For the DST, rats were exposed to SPS and treated i.p. with vehicle or WIN 2 min, 2, or 24 h after SPS exposure. A vehicle group was used as control. One week after handling or SPS, Dex was administered before a second stress exposure, the elevated platform stress, and CORT levels were measured (Figure 5b). Note that in this figure, we are measuring CORT levels in response to DST. Reduced levels of CORT in response to DST indicate HPA axis inhibition.
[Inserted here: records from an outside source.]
//! 统一的环境变量管理系统
//!
//! 提供类型安全、可验证的环境变量访问。远程模型凭据按顺序在多个变量名中查找，
//! 缺失凭据不是错误，而是选择离线模式。

use std::env;
use std::time::Duration;

use thiserror::Error;

/// 环境变量解析错误
#[derive(Error, Debug, Clone, PartialEq, Eq)]
#[error("Environment variable '{variable}': {message}")]
pub struct EnvError {
    pub variable: String,
    pub message: String,
}

pub type EnvResult<T> = Result<T, EnvError>;

/// 环境变量访问器特性
pub trait EnvVar<T> {
    const NAME: &'static str;
    const DEFAULT: Option<T>;
    const DESCRIPTION: &'static str;

    fn parse(value: &str) -> EnvResult<T>;

    fn get() -> EnvResult<T> {
        match env::var(Self::NAME) {
            Ok(value) => Self::parse(&value),
            Err(_) => {
                if let Some(default) = Self::DEFAULT {
                    Ok(default)
                } else {
                    Err(EnvError {
                        variable: Self::NAME.to_string(),
                        message: "Required environment variable not set".to_string(),
                    })
                }
            }
        }
    }

    fn get_or_default(default: T) -> T {
        Self::get().unwrap_or(default)
    }
}

/// 核心环境变量定义
pub mod core {
    use super::*;

    /// 日志级别
    pub struct LogLevel;
    impl EnvVar<String> for LogLevel {
        const NAME: &'static str = "POLLYGLOT_LOG_LEVEL";
        const DEFAULT: Option<String> = None;

        fn get() -> EnvResult<String> {
            match env::var(Self::NAME) {
                Ok(value) => Self::parse(&value),
                Err(_) => Ok("info".to_string()),
            }
        }
        const DESCRIPTION: &'static str = "Log level: trace, debug, info, warn, error";

        fn parse(value: &str) -> EnvResult<String> {
            match value.to_lowercase().as_str() {
                "trace" | "debug" | "info" | "warn" | "error" => Ok(value.to_lowercase()),
                _ => Err(EnvError {
                    variable: Self::NAME.to_string(),
                    message: format!("Invalid log level '{}'. Use: trace, debug, info, warn, error", value),
                }),
            }
        }
    }
}

/// 远程模型相关环境变量
pub mod remote {
    use super::*;

    /// 按优先级查找的凭据变量名
    pub const CREDENTIAL_VARS: &[&str] = &[
        "OPENAI_API_KEY",
        "OPENAI_API_KEY_GPT",
        "NEXT_PUBLIC_OPENAI_API_KEY",
    ];

    /// 返回第一个非空的凭据
    pub fn api_key() -> Option<String> {
        CREDENTIAL_VARS
            .iter()
            .filter_map(|name| env::var(name).ok())
            .map(|value| value.trim().to_string())
            .find(|value| !value.is_empty())
    }

    /// 远程翻译启用状态
    pub struct Enabled;
    impl EnvVar<bool> for Enabled {
        const NAME: &'static str = "POLLYGLOT_REMOTE_ENABLED";
        const DEFAULT: Option<bool> = Some(true);
        const DESCRIPTION: &'static str = "Allow calling the remote model when a key is configured";

        fn parse(value: &str) -> EnvResult<bool> {
            parse_bool(value, Self::NAME)
        }
    }

    /// API 基础地址
    pub struct ApiBaseUrl;
    impl EnvVar<String> for ApiBaseUrl {
        const NAME: &'static str = "POLLYGLOT_API_BASE_URL";
        const DEFAULT: Option<String> = None;

        fn get() -> EnvResult<String> {
            match env::var(Self::NAME) {
                Ok(value) => Self::parse(&value),
                Err(_) => Ok(crate::translation::config::constants::DEFAULT_API_BASE_URL.to_string()),
            }
        }
        const DESCRIPTION: &'static str = "Base URL of the OpenAI-compatible API";

        fn parse(value: &str) -> EnvResult<String> {
            let url = value.trim().trim_end_matches('/');
            if url.starts_with("http://") || url.starts_with("https://") {
                Ok(url.to_string())
            } else {
                Err(EnvError {
                    variable: Self::NAME.to_string(),
                    message: "API URL must start with http:// or https://".to_string(),
                })
            }
        }
    }

    /// 模型名称
    pub struct Model;
    impl EnvVar<String> for Model {
        const NAME: &'static str = "POLLYGLOT_MODEL";
        const DEFAULT: Option<String> = None;

        fn get() -> EnvResult<String> {
            match env::var(Self::NAME) {
                Ok(value) => Self::parse(&value),
                Err(_) => Ok(crate::translation::config::constants::DEFAULT_MODEL.to_string()),
            }
        }
        const DESCRIPTION: &'static str = "Model used for online translation";

        fn parse(value: &str) -> EnvResult<String> {
            let model = value.trim();
            if model.is_empty() {
                return Err(EnvError {
                    variable: Self::NAME.to_string(),
                    message: "Model name cannot be empty".to_string(),
                });
            }
            Ok(model.to_string())
        }
    }

    /// 远程调用超时
    pub struct Timeout;
    impl EnvVar<Duration> for Timeout {
        const NAME: &'static str = "POLLYGLOT_REMOTE_TIMEOUT";
        const DEFAULT: Option<Duration> = Some(Duration::from_secs(15));
        const DESCRIPTION: &'static str = "Remote translation timeout in seconds";

        fn parse(value: &str) -> EnvResult<Duration> {
            let seconds: u64 = value.trim().parse().map_err(|_| EnvError {
                variable: Self::NAME.to_string(),
                message: "Must be a valid number of seconds".to_string(),
            })?;

            if seconds == 0 {
                return Err(EnvError {
                    variable: Self::NAME.to_string(),
                    message: "Timeout must be greater than 0".to_string(),
                });
            }

            if seconds > 300 {
                return Err(EnvError {
                    variable: Self::NAME.to_string(),
                    message: "Timeout too long (max 300 seconds)".to_string(),
                });
            }

            Ok(Duration::from_secs(seconds))
        }
    }
}

/// Web服务器相关环境变量
pub mod web {
    use super::*;

    /// 绑定地址
    pub struct BindAddress;
    impl EnvVar<String> for BindAddress {
        const NAME: &'static str = "POLLYGLOT_BIND_ADDRESS";
        const DEFAULT: Option<String> = None;

        fn get() -> EnvResult<String> {
            match env::var(Self::NAME) {
                Ok(value) => Self::parse(&value),
                Err(_) => Ok("0.0.0.0".to_string()),
            }
        }
        const DESCRIPTION: &'static str = "Web server bind address";

        fn parse(value: &str) -> EnvResult<String> {
            let addr = value.trim();
            if addr.is_empty() {
                return Err(EnvError {
                    variable: Self::NAME.to_string(),
                    message: "Address cannot be empty".to_string(),
                });
            }
            Ok(addr.to_string())
        }
    }

    /// 端口
    pub struct Port;
    impl EnvVar<u16> for Port {
        const NAME: &'static str = "PORT";
        const DEFAULT: Option<u16> = Some(4321);
        const DESCRIPTION: &'static str = "Web server port";

        fn parse(value: &str) -> EnvResult<u16> {
            let port: u16 = value.trim().parse().map_err(|_| EnvError {
                variable: Self::NAME.to_string(),
                message: "Must be a valid port number (1-65535)".to_string(),
            })?;

            if port == 0 {
                return Err(EnvError {
                    variable: Self::NAME.to_string(),
                    message: "Port cannot be 0".to_string(),
                });
            }

            Ok(port)
        }
    }
}

/// 辅助函数
fn parse_bool(value: &str, var_name: &str) -> EnvResult<bool> {
    match value.trim().to_lowercase().as_str() {
        "true" | "1" | "yes" | "on" | "enabled" => Ok(true),
        "false" | "0" | "no" | "off" | "disabled" => Ok(false),
        _ => Err(EnvError {
            variable: var_name.to_string(),
            message: format!("Invalid boolean value '{}'. Use: true/false, 1/0, yes/no, on/off, enabled/disabled", value),
        }),
    }
}

/// 环境变量配置汇总
#[derive(Debug, Clone)]
pub struct EnvConfig {
    pub log_level: String,

    pub remote_enabled: bool,
    pub api_base_url: String,
    pub model: String,
    pub remote_timeout: Duration,
    pub api_key_configured: bool,

    pub web_bind_address: String,
    pub web_port: u16,
}

impl EnvConfig {
    /// 从环境变量加载配置
    pub fn from_env() -> EnvResult<Self> {
        Ok(Self {
            log_level: core::LogLevel::get()?,

            remote_enabled: remote::Enabled::get()?,
            api_base_url: remote::ApiBaseUrl::get()?,
            model: remote::Model::get()?,
            remote_timeout: remote::Timeout::get()?,
            api_key_configured: remote::api_key().is_some(),

            web_bind_address: web::BindAddress::get()?,
            web_port: web::Port::get()?,
        })
    }

    /// 打印配置摘要（隐藏敏感信息）
    pub fn print_summary(&self) {
        tracing::info!("环境配置摘要:");
        tracing::info!("  日志级别: {}", self.log_level);
        tracing::info!(
            "  远程翻译: {}",
            if self.remote_enabled && self.api_key_configured { "enabled" } else { "offline" }
        );
        tracing::info!("  模型: {} @ {}", self.model, self.api_base_url);
        tracing::info!("  Web Server: {}:{}", self.web_bind_address, self.web_port);
        if self.api_key_configured {
            tracing::info!("  API Key: [configured]");
        }
    }
}

/// 环境变量文档生成器
pub fn generate_env_docs() -> String {
    let mut docs = String::new();
    docs.push_str("# Environment Variables Documentation\n\n");

    docs.push_str("## Core Configuration\n\n");
    docs.push_str(&format!("- `{}`: {} (default: \"info\")\n",
        core::LogLevel::NAME, core::LogLevel::DESCRIPTION));

    docs.push_str("\n## Remote Translation\n\n");
    docs.push_str(&format!("- `{}`: API key, checked in order; absence selects offline mode\n",
        remote::CREDENTIAL_VARS.join("` / `")));
    docs.push_str(&format!("- `{}`: {} (default: {:?})\n",
        remote::Enabled::NAME, remote::Enabled::DESCRIPTION, remote::Enabled::DEFAULT));
    docs.push_str(&format!("- `{}`: {} (default: {:?})\n",
        remote::ApiBaseUrl::NAME, remote::ApiBaseUrl::DESCRIPTION,
        crate::translation::config::constants::DEFAULT_API_BASE_URL));
    docs.push_str(&format!("- `{}`: {} (default: {:?})\n",
        remote::Model::NAME, remote::Model::DESCRIPTION,
        crate::translation::config::constants::DEFAULT_MODEL));
    docs.push_str(&format!("- `{}`: {} (default: {:?})\n",
        remote::Timeout::NAME, remote::Timeout::DESCRIPTION, remote::Timeout::DEFAULT));

    docs.push_str("\n## Web Server Configuration\n\n");
    docs.push_str(&format!("- `{}`: {} (default: \"0.0.0.0\")\n",
        web::BindAddress::NAME, web::BindAddress::DESCRIPTION));
    docs.push_str(&format!("- `{}`: {} (default: {:?})\n",
        web::Port::NAME, web::Port::DESCRIPTION, web::Port::DEFAULT));

    docs
}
One-way ANOVA revealed significant differences in CORT levels between the groups in response to DST (F(4,30)=8.19; p<0.001). Post hoc comparison revealed that the SPS+Veh DST group demonstrated significantly reduced CORT levels compared with the Veh DST (p=0.021), SPS+WIN2 h DST (p=0.001), and SPS+WIN24 h DST (p=0.0001) groups. The SPS+WIN2 min DST group demonstrated significantly reduced CORT levels compared with the Veh DST (p=0.05), SPS+WIN2 h DST (p=0.003), and SPS+WIN24 h DST (p=0.001) groups. Hence, the SPS group showed enhanced inhibition of the HPA axis in response to DST; WIN administered 2 or 24 h, but not 2 min, after SPS exposure, prevented this enhanced inhibition.
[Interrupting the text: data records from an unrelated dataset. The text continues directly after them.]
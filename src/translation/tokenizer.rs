//! 词法切分
//!
//! 按单词边界把文本切成交替出现的"单词段"和"分隔段"，拼接后可以无损还原原文。
//! 单词字符沿用 ASCII `\b` 语义，即 `[A-Za-z0-9_]`。

use std::sync::OnceLock;

use regex::Regex;

/// 切分得到的一个片段
#[derive(Debug, Clone, Copy, PartialEq, Eq)]
pub struct Token<'a> {
    pub text: &'a str,
    /// 分隔段（空白、标点、非 ASCII 字符）为 true，单词段为 false
    pub is_boundary_marker: bool,
}

impl<'a> Token<'a> {
    pub fn is_word(&self) -> bool {
        !self.is_boundary_marker
    }
}

fn run_regex() -> &'static Regex {
    static RUNS: OnceLock<Regex> = OnceLock::new();
    RUNS.get_or_init(|| {
        Regex::new(r"[A-Za-z0-9_]+|[^A-Za-z0-9_]+").expect("静态正则表达式无效")
    })
}

fn is_word_char(c: char) -> bool {
    c.is_ascii_alphanumeric() || c == '_'
}

/// 把文本切分为最大单词段与最大分隔段
///
/// 空字符串返回空序列。两个正则分支互补，因此匹配结果覆盖整个输入。
pub fn tokenize(text: &str) -> Vec<Token<'_>> {
    run_regex()
        .find_iter(text)
        .map(|m| {
            let segment = m.as_str();
            Token {
                text: segment,
                is_boundary_marker: !segment.starts_with(is_word_char),
            }
        })
        .collect()
}

/// 按顺序拼接片段
pub fn join(tokens: &[Token<'_>]) -> String {
    tokens.iter().map(|t| t.text).collect()
}
//! 离线词典替换引擎
//!
//! 对每个单词段查词典并替换，保留源词首字母大写的风格。该引擎是全函数：
//! 不会失败，最坏情况原样返回输入。

use crate::translation::dictionary::{lookup, TargetLanguage};
use crate::translation::tokenizer::{tokenize, Token};

/// 用指定语言的词典替换片段序列
pub fn substitute(tokens: &[Token<'_>], language: Option<TargetLanguage>) -> String {
    let mut out = String::with_capacity(tokens.iter().map(|t| t.text.len()).sum());

    for token in tokens {
        if token.is_boundary_marker {
            out.push_str(token.text);
            continue;
        }

        match lookup(language, &token.text.to_lowercase()) {
            Some(value) if starts_uppercase(token.text) && has_latin_letter(value) => {
                out.push_str(&capitalize_first(value));
            }
            Some(value) => out.push_str(value),
            None => out.push_str(token.text),
        }
    }

    out
}

/// 切分并替换
pub fn translate_offline(text: &str, language: Option<TargetLanguage>) -> String {
    substitute(&tokenize(text), language)
}

fn starts_uppercase(token: &str) -> bool {
    token.starts_with(|c: char| c.is_ascii_uppercase())
}

// 非拉丁文字没有大小写概念
fn has_latin_letter(value: &str) -> bool {
    value.chars().any(|c| c.is_ascii_alphabetic())
}

fn capitalize_first(value: &str) -> String {
    let mut chars = value.chars();
    match chars.next() {
        Some(first) => first.to_uppercase().chain(chars).collect(),
        None => String::new(),
    }
}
Next, we demonstrated that SPS exposure by itself does not change the responsiveness to subsequent EP stress when no Dex is injected. Hence, control or SPS rats were injected with vehicle or WIN. After 1 week, rats were treated with vehicle before EP exposure (no Dex) and were compared with a control group (control; with no exposure to EP or Dex) (Figure 5c). One-way ANOVA revealed significant differences in CORT levels between the groups (F(3,20)=69.017; p=0.001). Post hoc comparison revealed that the control group demonstrated significantly decreased CORT levels compared with all groups (p<0.001). Hence, a similar response was observed in rats that were exposed to SPS and EP and rats that were exposed to EP without prior SPS exposure.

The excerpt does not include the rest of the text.